Top of DATA IN THIS EXERCISE
impl<L, R, D, P> Studio<L, R, D, P>
where
    L: BlobStore,
    R: BlobStore,
    D: ArtifactRepository + PreferencesRepository + PaletteRepository,
    P: ImageProvider,
{
    pub fn new(
        assets: AssetStore<L, R>,
        repository: D,
        provider: P,
        palettes: PaletteRegistry,
        config: StudioConfig,
    ) -> Self {
        Self {
            assets,
            repository,
            provider,
            palettes,
            config,
        }
    }

    pub fn assets(&self) -> &AssetStore<L, R> {
        &self.assets
    }

    /// The fixed palettes followed by the user-defined ones.
    async fn registry(&self) -> ForgeResult<PaletteRegistry> {
        let custom = self.repository.list_palettes().await?;
        Ok(self.palettes.extended(custom))
    }

    pub async fn palettes(&self) -> ForgeResult<Vec<Palette>> {
        Ok(self.registry().await?.list().to_vec())
    }

    pub async fn palette(&self, id: &str) -> ForgeResult<Palette> {
        self.registry()
            .await?
            .get(id)
            .cloned()
            .ok_or_else(|| ForgeError::NotFound(format!("palette '{id}'")))
    }

    /// Stores a new user-defined palette. Ids already known are rejected.
    #[instrument(skip_all, fields(id = %palette.id))]
    pub async fn create_palette(&self, palette: Palette) -> ForgeResult<Palette> {
        palette.validate()?;
        if self.registry().await?.get(&palette.id).is_some() {
            return Err(ForgeError::Validation(format!(
                "palette '{}' already exists",
                palette.id
            )));
        }
        self.repository.put_palette(&palette).await?;
        info!("Palette created");
        Ok(palette)
    }

    /// Finds the user-defined palette `id`. Fixed palettes cannot be changed.
    async fn custom_palette(&self, id: &str) -> ForgeResult<Palette> {
        if self.palettes.get(id).is_some() {
            return Err(ForgeError::Validation(format!(
                "palette '{id}' is built in and cannot be changed"
            )));
        }
        self.repository
            .list_palettes()
            .await?
            .into_iter()
            .find(|p| p.id == id)
            .ok_or_else(|| ForgeError::NotFound(format!("palette '{id}'")))
    }

    pub async fn update_palette(&self, id: &str, patch: &PalettePatch) -> ForgeResult<Palette> {
        let mut palette = self.custom_palette(id).await?;
        palette.apply(patch);
        palette.validate()?;
        self.repository.put_palette(&palette).await?;
        Ok(palette)
    }

    /// Deletes a user-defined palette that no pixel art uses.
    #[instrument(skip(self))]
    pub async fn delete_palette(&self, id: &str) -> ForgeResult<()> {
        let palette = self.custom_palette(id).await?;
        let users = self
            .repository
            .list(&ArtifactQuery {
                palette_id: Some(palette.id.clone()),
                limit: 0,
                ..Default::default()
            })
            .await?
            .total;
        if users > 0 {
            return Err(ForgeError::Validation(format!(
                "palette '{id}' is used by {users} pixel art(s)"
            )));
        }
        self.repository.delete_palette(id).await?;
        info!("Palette deleted");
        Ok(())
    }

    /// Resolves the palette of `settings` after checking the block size.
    async fn resolve(&self, settings: &ArtSettings) -> ForgeResult<Palette> {
        if settings.pixel_size == 0 {
            return Err(ForgeError::Validation(
                "pixel size must be at least 1".into(),
            ));
        }
        Ok(self.registry().await?.resolve(&settings.palette_id)?.clone())
    }

    fn quantization(&self, settings: &ArtSettings, palette: &Palette) -> Option<(u32, Vec<Color>)> {
        self.config
            .quantize_output
            .then(|| (settings.pixel_size, palette.colors.clone()))
    }

    #[instrument(skip_all, fields(palette = %request.settings.palette_id))]
    pub async fn generate(&self, request: GenerateRequest) -> ForgeResult<Artifact> {
        let subject = request.prompt.trim();
        if subject.is_empty() {
            return Err(ForgeError::Validation("prompt must not be empty".into()));
        }

        let palette = self.resolve(&request.settings).await?;
        let full_prompt = prompts::generation(subject, &request.settings, &palette);
        let quantize = self.quantization(&request.settings, &palette);

        debug!("Requesting generation");
        let data = self.provider.generate(&full_prompt).await?;
        let encoded = run_blocking(move || render(&data, quantize))
            .await?
            .map_err(provider_output)?;
        let stored = self.assets.store(encoded).await?;

        let artifact = Artifact::new(NewArtifact {
            name: format!("Generated from: {}...", subject.chars().take(30).collect::<String>()),
            image: stored.image,
            width: stored.width,
            height: stored.height,
            settings: request.settings,
            tags: vec!["ai-generated".to_string(), "prompt".to_string()],
            prompt: Some(subject.to_string()),
        });
        self.repository.insert(&artifact).await?;

        info!(id = %artifact.id, backend = ?stored.backend, "Pixel art generated");
        Ok(artifact)
    }

    /// Turns an uploaded picture into a new artifact.
    ///
    /// With a prompt the provider transforms the picture; if it fails the
    /// local pipeline takes over.
    #[instrument(skip_all, fields(file = %request.file_name))]
    pub async fn process_upload(&self, request: UploadRequest) -> ForgeResult<Artifact> {
        let extension = Path::new(&request.file_name)
            .extension()
            .and_then(|ext| ext.to_str())
            .map(str::to_ascii_lowercase)
            .unwrap_or_default();
        if !UPLOAD_EXTENSIONS.contains(&extension.as_str()) {
            return Err(ForgeError::Validation(format!(
                "unsupported file format '{}', expected one of: {}",
                request.file_name,
                UPLOAD_EXTENSIONS.join(", ")
            )));
        }

        let palette = self.resolve(&request.settings).await?;
        let source = request.data.clone();
        let original = run_blocking(move || pixelforge_imaging::decode(&source)).await??;

        let instruction = request
            .prompt
            .as_deref()
            .map(str::trim)
            .filter(|p| !p.is_empty());

        let mut encoded = None;
        if let Some(instruction) = instruction {
            let decoded = original.clone();
            let png = run_blocking(move || pixelforge_imaging::encode_png(&decoded)).await??;
            match self
                .transform(&request.settings, &palette, instruction, Bytes::from(png))
                .await
            {
                Ok(asset) => encoded = Some(asset),
                Err(e) => warn!("Provider transform failed, using local processing: {e}"),
            }
        }

        let encoded = match encoded {
            Some(asset) => asset,
            None => {
                let options = PixelateOptions {
                    block_size: request.settings.pixel_size,
                    contrast: request.contrast,
                    sharpness: request.sharpness,
                };
                let colors = palette.colors.clone();
                run_blocking(move || {
                    let pixelated = pixelforge_imaging::pixelate(original, options, &colors)?;
                    encode(&pixelated)
                })
                .await??
            }
        };
        let stored = self.assets.store(encoded).await?;

        let name = request
            .name
            .filter(|n| !n.trim().is_empty())
            .or_else(|| {
                Path::new(&request.file_name)
                    .file_stem()
                    .and_then(|s| s.to_str())
                    .map(str::to_string)
            })
            .unwrap_or_else(|| "Untitled".to_string());

        let artifact = Artifact::new(NewArtifact {
            name,
            image: stored.image,
            width: stored.width,
            height: stored.height,
            settings: request.settings,
            tags: request.tags,
            prompt: instruction.map(str::to_string),
        });
        self.repository.insert(&artifact).await?;

        info!(id = %artifact.id, backend = ?stored.backend, "Uploaded image processed");
        Ok(artifact)
    }

    async fn transform(
        &self,
        settings: &ArtSettings,
        palette: &Palette,
        instruction: &str,
        png: Bytes,
    ) -> ForgeResult<EncodedAsset> {
        let prompt = prompts::transform(settings, palette, Some(instruction));
        let data = self.provider.edit(png, &prompt).await?;
        let quantize = self.quantization(settings, palette);
        run_blocking(move || render(&data, quantize))
            .await?
            .map_err(provider_output)
    }

    /// Applies `request` to artifact `id`.
    ///
    /// Nothing is written to the repository unless every step succeeds, so a
    /// failed revision leaves the stored artifact untouched.
    #[instrument(skip(self, request), fields(apply = request.apply_changes_to_image))]
    pub async fn revise(&self, id: &str, request: RevisionRequest) -> ForgeResult<Revision> {
        let current = self.repository.get(id).await?;

        if !request.apply_changes_to_image {
            let mut updated = current;
            updated.apply_patch(&request.changes);
            self.resolve(&updated.settings).await?;
            updated.updated_at = Utc::now();
            let artifact = self.repository.replace(updated).await?;
            debug!("Metadata updated");
            return Ok(Revision {
                artifact,
                intent: None,
                backend: None,
            });
        }

        let instruction = request
            .prompt
            .as_deref()
            .map(str::trim)
            .filter(|p| !p.is_empty())
            .ok_or_else(|| {
                ForgeError::Validation("a prompt is required to modify the image".into())
            })?
            .to_string();

        let settings = request.changes.apply_to(&current.settings);
        let palette = self.resolve(&settings).await?;
        let quantize = self.quantization(&settings, &palette);

        let image = self.assets.fetch(&current.image.image_url).await?;
        let description = self.provider.describe(image.clone()).await?;
        let intent = classify(&instruction);
        debug!(%intent, "Instruction classified");

        let prompt = prompts::edit(intent, &description, &instruction, &settings, &palette);
        let edited = self.provider.edit(image, &prompt).await?;

        let encoded = run_blocking(move || render(&edited, quantize))
            .await?
            .map_err(provider_output)?;
        let stored = self.assets.store(encoded).await?;

        let now = Utc::now();
        let mut updated = current.clone();
        let snapshot = current.snapshot(request.changes.clone(), now);
        updated.version_history = archive(std::mem::take(&mut updated.version_history), snapshot);
        updated.image = stored.image;
        updated.width = stored.width;
        updated.height = stored.height;
        updated.prompt = Some(instruction);
        updated.apply_patch(&request.changes);
        updated.updated_at = now;

        let artifact = self.repository.replace(updated).await?;
        info!(
            %intent,
            history = artifact.version_history.len(),
            backend = ?stored.backend,
            "Pixel art revised"
        );

        Ok(Revision {
            artifact,
            intent: Some(intent),
            backend: Some(stored.backend),
        })
    }

    pub async fn get(&self, id: &str) -> ForgeResult<Artifact> {
        self.repository.get(id).await
    }

    pub async fn list(&self, query: &ArtifactQuery) -> ForgeResult<ArtifactPage> {
        self.repository.list(query).await
    }

    pub async fn history(&self, id: &str) -> ForgeResult<Vec<VersionSnapshot>> {
        Ok(self.repository.get(id).await?.version_history)
    }

    /// Deletes the record and, best effort, its current image files.
    /// Images referenced only from the history are kept.
    #[instrument(skip(self))]
    pub async fn delete(&self, id: &str) -> ForgeResult<Artifact> {
        let artifact = self.repository.delete(id).await?;
        if let Err(e) = self.assets.delete(&artifact.image).await {
            warn!("Failed to delete assets of {id}: {e}");
        }
        info!("Pixel art deleted");
        Ok(artifact)
    }

    /// Preferences of `user_id`, created with defaults on first access.
    pub async fn preferences(&self, user_id: &str) -> ForgeResult<UserPreferences> {
        if let Some(preferences) = self.repository.get_preferences(user_id).await? {
            return Ok(preferences);
        }
        let preferences = UserPreferences::defaults_for(user_id);
        self.repository.put_preferences(&preferences).await?;
        Ok(preferences)
    }

    pub async fn update_preferences(
        &self,
        user_id: &str,
        patch: &PreferencesPatch,
    ) -> ForgeResult<UserPreferences> {
        if let Some(palette) = &patch.default_palette {
            self.registry().await?.resolve(palette)?;
        }
        if patch.pixel_size == Some(0) {
            return Err(ForgeError::Validation(
                "pixel size must be at least 1".into(),
            ));
        }
        if patch.contrast.is_some_and(|v| v > 100) || patch.sharpness.is_some_and(|v| v > 100) {
            return Err(ForgeError::Validation(
                "contrast and sharpness range from 0 to 100".into(),
            ));
        }
        let mut preferences = self.preferences(user_id).await?;
        preferences.apply(patch);
        self.repository.put_preferences(&preferences).await?;
        Ok(preferences)
    }

    pub async fn reset_preferences(&self, user_id: &str) -> ForgeResult<UserPreferences> {
        let mut preferences = self.preferences(user_id).await?;
        preferences.reset();
        self.repository.put_preferences(&preferences).await?;
        Ok(preferences)
    }
}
Bottom of DATA IN THIS EXERCISE
#### EXERCISE:
Where the string "ArtifactQuery" appears in a line of the material above, count that line, and say only how many there are.

#### EXERCISE OUTPUT:
2